What you have to do:
Output every record below precisely as it is written.

• • •

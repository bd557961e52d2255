/*!
 * Error Types
 * Centralized error handling with thiserror, miette, and serde support
 */

use super::types::TaskId;
use crate::task::TaskState;
use miette::Diagnostic;
use serde::{Deserialize, Serialize};
use thiserror::Error;

/// Result type for simulator operations
pub type SimResult<T> = Result<T, SimError>;

/// Simulator errors with serialization support
#[derive(Error, Debug, Clone, Serialize, Deserialize, PartialEq, Eq, Diagnostic)]
#[serde(tag = "error_type", content = "details", rename_all = "snake_case")]
pub enum SimError {
    #[error("Invalid time quantum: {0}")]
    #[diagnostic(
        code(scheduler::invalid_quantum),
        help("The round-robin quantum must be a positive number of ticks.")
    )]
    InvalidQuantum(i64),

    #[error("Empty workload: {0}")]
    #[diagnostic(
        code(metrics::empty_workload),
        help("No tasks were scheduled, so there is no data to average.")
    )]
    EmptyWorkload(String),

    #[error("Duplicate task id {0} in workload")]
    #[diagnostic(
        code(task::duplicate_id),
        help("Task ids must be unique within a workload and are never reused.")
    )]
    DuplicateTaskId(TaskId),

    #[error("Workload time horizon overflows at task {0}")]
    #[diagnostic(
        code(task::time_overflow),
        help("The latest arrival plus the total burst time must fit in 64-bit ticks.")
    )]
    TimeOverflow(TaskId),

    #[error("Invalid state transition for task {task_id}: {from:?} -> {to:?}")]
    #[diagnostic(
        code(task::invalid_transition),
        help("Tasks move Unarrived -> Ready -> Selected -> Dispatched -> Finished.")
    )]
    InvalidStateTransition {
        task_id: TaskId,
        from: TaskState,
        to: TaskState,
    },

    #[error("Execution unit for task {task_id} failed: {reason}")]
    #[diagnostic(
        code(dispatch::execution_fault),
        help("An execution unit faulted. The whole priority-aging run was aborted.")
    )]
    UnrecoverableExecutionFault { task_id: TaskId, reason: String },

    #[error("Invalid configuration: {0}")]
    #[diagnostic(
        code(config::invalid),
        help("Check the SCHED_* environment variables.")
    )]
    InvalidConfig(String),
}

impl SimError {
    /// Whether the error aborted a run that was already executing
    pub const fn is_fatal(&self) -> bool {
        matches!(self, Self::UnrecoverableExecutionFault { .. })
    }
}

#[cfg(test)]
mod tests {
    use super::*;

    #[test]
    fn test_error_serialization() {
        let err = SimError::InvalidQuantum(0);
        let json = serde_json::to_string(&err).unwrap();
        assert!(json.contains("invalid_quantum"));

        let back: SimError = serde_json::from_str(&json).unwrap();
        assert_eq!(back, err);
    }

    #[test]
    fn test_fault_is_fatal() {
        let fault = SimError::UnrecoverableExecutionFault {
            task_id: 3,
            reason: "boom".into(),
        };
        assert!(fault.is_fatal());
        assert!(!SimError::InvalidQuantum(-1).is_fatal());
        assert_eq!(
            fault.to_string(),
            "Execution unit for task 3 failed: boom"
        );
    }
}
/*!
 * Metrics Aggregator
 * Reduces per-task metrics into batch averages
 */

use crate::core::errors::{SimError, SimResult};
use crate::core::types::{TaskId, Ticks};
use serde::Serialize;
use std::time::Duration;

/// Waiting and turnaround time of one completed task
#[derive(Debug, Clone, Copy, PartialEq, Eq, Serialize)]
pub struct TaskMetrics {
    pub task_id: TaskId,
    pub arrival_time: Ticks,
    pub burst_time: Ticks,
    pub completion_time: Ticks,
    pub waiting_time: Ticks,
    pub turnaround_time: Ticks,
}

impl TaskMetrics {
    /// `turnaround = completion - arrival`, `waiting = turnaround - burst`
    pub fn from_completion(
        task_id: TaskId,
        arrival_time: Ticks,
        burst_time: Ticks,
        completion_time: Ticks,
    ) -> Self {
        debug_assert!(completion_time >= arrival_time.saturating_add(burst_time));
        let turnaround_time = completion_time.saturating_sub(arrival_time);
        Self {
            task_id,
            arrival_time,
            burst_time,
            completion_time,
            waiting_time: turnaround_time.saturating_sub(burst_time),
            turnaround_time,
        }
    }
}

/// Batch-level summary of one run
///
/// Averages are `None` when no task completed.
#[derive(Debug, Clone, Copy, PartialEq, Serialize)]
pub struct BatchSummary {
    pub tasks: usize,
    pub average_waiting_time: Option<f64>,
    pub average_turnaround_time: Option<f64>,
    /// Wall-clock time of the dispatch phase, if the run dispatched real units
    pub total_dispatch_time: Option<Duration>,
}

impl BatchSummary {
    /// Both averages, or `EmptyWorkload` when there is no data
    pub fn averages(&self) -> SimResult<(f64, f64)> {
        match (self.average_waiting_time, self.average_turnaround_time) {
            (Some(waiting), Some(turnaround)) => Ok((waiting, turnaround)),
            _ => Err(SimError::EmptyWorkload(
                "no completed tasks to average".into(),
            )),
        }
    }
}

/// Accumulates per-task metrics for one run
#[derive(Debug, Clone, Default)]
pub struct Aggregator {
    rows: Vec<TaskMetrics>,
    total_waiting: u128,
    total_turnaround: u128,
}

impl Aggregator {
    pub fn new() -> Self {
        Self::default()
    }

    pub fn record(&mut self, metrics: TaskMetrics) {
        self.total_waiting += u128::from(metrics.waiting_time);
        self.total_turnaround += u128::from(metrics.turnaround_time);
        self.rows.push(metrics);
    }

    pub fn rows(&self) -> &[TaskMetrics] {
        &self.rows
    }

    pub fn len(&self) -> usize {
        self.rows.len()
    }

    pub fn is_empty(&self) -> bool {
        self.rows.is_empty()
    }

    /// Reduce to a summary; never divides by zero
    pub fn summarize(&self, total_dispatch_time: Option<Duration>) -> BatchSummary {
        let count = self.rows.len();
        let mean = |total: u128| (count > 0).then(|| total as f64 / count as f64);

        BatchSummary {
            tasks: count,
            average_waiting_time: mean(self.total_waiting),
            average_turnaround_time: mean(self.total_turnaround),
            total_dispatch_time,
        }
    }

    pub fn into_rows(self) -> Vec<TaskMetrics> {
        self.rows
    }
}

impl FromIterator<TaskMetrics> for Aggregator {
    fn from_iter<I: IntoIterator<Item = TaskMetrics>>(iter: I) -> Self {
        let mut aggregator = Self::new();
        for metrics in iter {
            aggregator.record(metrics);
        }
        aggregator
    }
}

• • •

Solution for this problem:
repository bd557961e52d2255
/*!
 * Error Types
 * Centralized error handling with thiserror, miette, and serde support
 */

use super::types::TaskId;
use crate::task::TaskState;
use miette::Diagnostic;
use serde::{Deserialize, Serialize};
use thiserror::Error;

/// Result type for simulator operations
pub type SimResult<T> = Result<T, SimError>;

/// Simulator errors with serialization support
#[derive(Error, Debug, Clone, Serialize, Deserialize, PartialEq, Eq, Diagnostic)]
#[serde(tag = "error_type", content = "details", rename_all = "snake_case")]
pub enum SimError {
    #[error("Invalid time quantum: {0}")]
    #[diagnostic(
        code(scheduler::invalid_quantum),
        help("The round-robin quantum must be a positive number of ticks.")
    )]
    InvalidQuantum(i64),

    #[error("Empty workload: {0}")]
    #[diagnostic(
        code(metrics::empty_workload),
        help("No tasks were scheduled, so there is no data to average.")
    )]
    EmptyWorkload(String),

    #[error("Duplicate task id {0} in workload")]
    #[diagnostic(
        code(task::duplicate_id),
        help("Task ids must be unique within a workload and are never reused.")
    )]
    DuplicateTaskId(TaskId),

    #[error("Workload time horizon overflows at task {0}")]
    #[diagnostic(
        code(task::time_overflow),
        help("The latest arrival plus the total burst time must fit in 64-bit ticks.")
    )]
    TimeOverflow(TaskId),

    #[error("Invalid state transition for task {task_id}: {from:?} -> {to:?}")]
    #[diagnostic(
        code(task::invalid_transition),
        help("Tasks move Unarrived -> Ready -> Selected -> Dispatched -> Finished.")
    )]
    InvalidStateTransition {
        task_id: TaskId,
        from: TaskState,
        to: TaskState,
    },

    #[error("Execution unit for task {task_id} failed: {reason}")]
    #[diagnostic(
        code(dispatch::execution_fault),
        help("An execution unit faulted. The whole priority-aging run was aborted.")
    )]
    UnrecoverableExecutionFault { task_id: TaskId, reason: String },

    #[error("Invalid configuration: {0}")]
    #[diagnostic(
        code(config::invalid),
        help("Check the SCHED_* environment variables.")
    )]
    InvalidConfig(String),
}

impl SimError {
    /// Whether the error aborted a run that was already executing
    pub const fn is_fatal(&self) -> bool {
        matches!(self, Self::UnrecoverableExecutionFault { .. })
    }
}

#[cfg(test)]
mod tests {
    use super::*;

    #[test]
    fn test_error_serialization() {
        let err = SimError::InvalidQuantum(0);
        let json = serde_json::to_string(&err).unwrap();
        assert!(json.contains("invalid_quantum"));

        let back: SimError = serde_json::from_str(&json).unwrap();
        assert_eq!(back, err);
    }

    #[test]
    fn test_fault_is_fatal() {
        let fault = SimError::UnrecoverableExecutionFault {
            task_id: 3,
            reason: "boom".into(),
        };
        assert!(fault.is_fatal());
        assert!(!SimError::InvalidQuantum(-1).is_fatal());
        assert_eq!(
            fault.to_string(),
            "Execution unit for task 3 failed: boom"
        );
    }
}
/*!
 * Metrics Aggregator
 * Reduces per-task metrics into batch averages
 */

use crate::core::errors::{SimError, SimResult};
use crate::core::types::{TaskId, Ticks};
use serde::Serialize;
use std::time::Duration;

/// Waiting and turnaround time of one completed task
#[derive(Debug, Clone, Copy, PartialEq, Eq, Serialize)]
pub struct TaskMetrics {
    pub task_id: TaskId,
    pub arrival_time: Ticks,
    pub burst_time: Ticks,
    pub completion_time: Ticks,
    pub waiting_time: Ticks,
    pub turnaround_time: Ticks,
}

impl TaskMetrics {
    /// `turnaround = completion - arrival`, `waiting = turnaround - burst`
    pub fn from_completion(
        task_id: TaskId,
        arrival_time: Ticks,
        burst_time: Ticks,
        completion_time: Ticks,
    ) -> Self {
        debug_assert!(completion_time >= arrival_time.saturating_add(burst_time));
        let turnaround_time = completion_time.saturating_sub(arrival_time);
        Self {
            task_id,
            arrival_time,
            burst_time,
            completion_time,
            waiting_time: turnaround_time.saturating_sub(burst_time),
            turnaround_time,
        }
    }
}

/// Batch-level summary of one run
///
/// Averages are `None` when no task completed.
#[derive(Debug, Clone, Copy, PartialEq, Serialize)]
pub struct BatchSummary {
    pub tasks: usize,
    pub average_waiting_time: Option<f64>,
    pub average_turnaround_time: Option<f64>,
    /// Wall-clock time of the dispatch phase, if the run dispatched real units
    pub total_dispatch_time: Option<Duration>,
}

impl BatchSummary {
    /// Both averages, or `EmptyWorkload` when there is no data
    pub fn averages(&self) -> SimResult<(f64, f64)> {
        match (self.average_waiting_time, self.average_turnaround_time) {
            (Some(waiting), Some(turnaround)) => Ok((waiting, turnaround)),
            _ => Err(SimError::EmptyWorkload(
                "no completed tasks to average".into(),
            )),
        }
    }
}

/// Accumulates per-task metrics for one run
#[derive(Debug, Clone, Default)]
pub struct Aggregator {
    rows: Vec<TaskMetrics>,
    total_waiting: u128,
    total_turnaround: u128,
}

impl Aggregator {
    pub fn new() -> Self {
        Self::default()
    }

    pub fn record(&mut self, metrics: TaskMetrics) {
        self.total_waiting += u128::from(metrics.waiting_time);
        self.total_turnaround += u128::from(metrics.turnaround_time);
        self.rows.push(metrics);
    }

    pub fn rows(&self) -> &[TaskMetrics] {
        &self.rows
    }

    pub fn len(&self) -> usize {
        self.rows.len()
    }

    pub fn is_empty(&self) -> bool {
        self.rows.is_empty()
    }

    /// Reduce to a summary; never divides by zero
    pub fn summarize(&self, total_dispatch_time: Option<Duration>) -> BatchSummary {
        let count = self.rows.len();
        let mean = |total: u128| (count > 0).then(|| total as f64 / count as f64);

        BatchSummary {
            tasks: count,
            average_waiting_time: mean(self.total_waiting),
            average_turnaround_time: mean(self.total_turnaround),
            total_dispatch_time,
        }
    }

    pub fn into_rows(self) -> Vec<TaskMetrics> {
        self.rows
    }
}

impl FromIterator<TaskMetrics> for Aggregator {
    fn from_iter<I: IntoIterator<Item = TaskMetrics>>(iter: I) -> Self {
        let mut aggregator = Self::new();
        for metrics in iter {
            aggregator.record(metrics);
        }
        aggregator
    }
}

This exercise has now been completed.